PROVINCETOWN — The AIDS Support Group of Cape Cod board has named Dan Gates as president and CEO.
Gates, 47, replaces Joe Carleo, who resigned in late October. Spokeswoman Leslie Sandberg said Carleo’s reasons for leaving had not been discussed with her.
Founded in 1983, early in the AIDS epidemic, with the name “Provincetown AIDS Support Group,” the nonprofit has shifted its focus radically in the last few years. Today, the majority of staff and services target “harm reduction” among heroin and opioid drug users.
Gates told the Independent that the support group has about 350 clients living with HIV and over 1,000 who use its harm reduction services. Those include both needle exchange and overdose reversal medication training.
Of the nonprofit’s 26 staff members, about 30 percent, he said, are tasked with HIV health case management and 70 percent with harm reduction.
Most of the support group’s office space and all the administrative staff are in Provincetown, working mainly with the HIV-positive community. The group’s main office is at 96 Bradford St., the Foley House at 214 Bradford provides affordable housing for the group’s clients, and there is a drop-in center at 148a Commercial St.

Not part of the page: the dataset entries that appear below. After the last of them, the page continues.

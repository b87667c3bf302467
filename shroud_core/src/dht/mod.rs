/*!
Kademlia-style DHT over router ids and hidden-service addresses.

The component owns the routing table, the introset store and the book of
outstanding transactions. It never touches sockets: outgoing messages are
pushed as events for the orchestrator, incoming ones arrive through
`handle_message` with their source attached.
*/

pub mod kbucket;
pub mod ktree;
pub mod request_queue;

use std::collections::{HashMap, HashSet};
use std::sync::Arc;
use std::time::Duration;

use futures::channel::oneshot;
use rand::{thread_rng, Rng};
use tokio::sync::RwLock;

use shroud_crypto::{PathId, RouterId, PUBLIC_KEY_LENGTH};
use shroud_packet::dht::{
    DhtMessage, FindIntro, FindRouter, GotIntro, GotRouter, PublishIntro,
};
use shroud_packet::intro::{IntroSet, ServiceAddress};
use shroud_packet::link::{DhtImmediate, LinkMessage};
use shroud_packet::rc::RouterContact;
use shroud_packet::routing::{DhtCarrier, RoutingMessage};

use crate::event::{EventTx, LookupHandler, RouterEvent};
use crate::nodedb::NodeDb;
use crate::time::unix_now_ms;

use self::kbucket::Distance;
use self::ktree::Ktree;
use self::request_queue::RequestQueue;

/// Lookup parallelism: how many peers a lookup queries at once.
pub const DHT_ALPHA: usize = 3;

/// How many contacts an exploritory reply may carry.
pub const EXPLORE_REPLY_MAX: usize = kbucket::KBUCKET_SIZE as usize;

/// Outstanding transactions older than this are failed.
pub const TX_TIMEOUT: Duration = Duration::from_secs(5);

/// Bound on the relayed-lookup replay guard.
const SEEN_RELAYED_CAP: usize = 1024;

/// Where a DHT message physically came from; replies go back the same way.
#[derive(Clone, Copy, Debug, Eq, PartialEq, Hash)]
pub enum DhtSource {
    /// Directly over a link session with this peer.
    Link(RouterId),
    /// Over one of our transit paths.
    Path(PathId),
}

enum PendingTx {
    /// One round of an iterative lookup we drive ourselves.
    Lookup { target: RouterId },
    /// A link peer's lookup we forwarded; the reply goes back over the
    /// link.
    RelayLink {
        requester: RouterId,
        orig_tx: u64,
        target: RouterId,
    },
    /// A path-bound lookup we forwarded; the reply goes back down the
    /// path.
    RelayPath {
        path_id: PathId,
        orig_tx: u64,
        target: RouterId,
    },
    /// An exploritory probe for new peers.
    Explore,
    /// A hidden-service introset lookup.
    IntroLookup(oneshot::Sender<Option<IntroSet>>),
}

struct LookupState {
    handler: LookupHandler,
    /// Unqueried candidates, sorted closest-first.
    shortlist: Vec<RouterId>,
    queried: HashSet<RouterId>,
    inflight: usize,
    found: Vec<RouterContact>,
    /// Closest candidate seen so far; rounds that do not beat it end the
    /// lookup.
    closest_seen: Option<RouterId>,
}

struct DhtState {
    ktree: Ktree,
    services: HashMap<ServiceAddress, IntroSet>,
    pending: RequestQueue<PendingTx>,
    lookups: HashMap<RouterId, LookupState>,
    seen_relayed: HashSet<(DhtSource, u64)>,
    allow_transit: bool,
}

/// Shared handle to the DHT component.
#[derive(Clone)]
pub struct Dht {
    our_id: RouterId,
    our_rc: Arc<RwLock<RouterContact>>,
    nodedb: NodeDb,
    event_tx: EventTx,
    state: Arc<RwLock<DhtState>>,
}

But now Hyannis has a small single-family home on South Street focused primarily on stopping the spread of HIV by providing health care, counseling, and clean needles to opioid users. The support group is about to open two spaces in Falmouth, a mobile van and a brick and mortar office, Gates said. ASGCC is also open one day a week on Martha’s Vineyard to provide overdose medication training and syringe exchange.
Gates said the nonprofit won’t leave Provincetown as its base, but he said he does want more administrative staff located in the Mid and Upper Cape.
Although the group’s focus has shifted from one public health crisis to another, the two epidemics have a lot in common. HIV is transferred through sexual contact and used needles. AIDS proliferated in the gay male community and among drug users. These are both “marginalized and stigmatized groups,” Gates said.
In both the AIDS and the opioid epidemics, Gates added, staff see a tremendous amount of death.
“We have policies about self-care for the staff when they experience grief and trauma on the job,” Gates said. “We developed those tools back in the 1980s and 1990s and now we are using them with the harm reduction staff.”
There are weeks when two or three people die of overdoses, he said. That hurts the community and it affects the AIDS Support Group staff who have worked with them.
Gates came to the support group in 2012 as a volunteer with a passion for helping the HIV-positive community, he said. While earning a master’s degree in social work he was working at the support group, gaining a wider perspective. His perspective continued to expand as he interned and worked at Gosnold on Cape Cod, the largest substance abuse and behavioral health organization on the Cape, he said.
Though he was a film producer in London and New York for a decade and had no experience in social work, he made the transition by taking an intensive master’s program for three years on weekends at Boston University. Gates is licensed to practice social work and his primary focus has been issues related to the LGBTQ community, with a focus on the intersection of trauma, addiction, and HIV, according to a news release from the AIDS Support Group.
“I was coming here for weekends and it was a little village by the sea that I fell in love with,” he said. “Here you can throw a stone in the pond and see the ripple. You see how your work is so impactful.”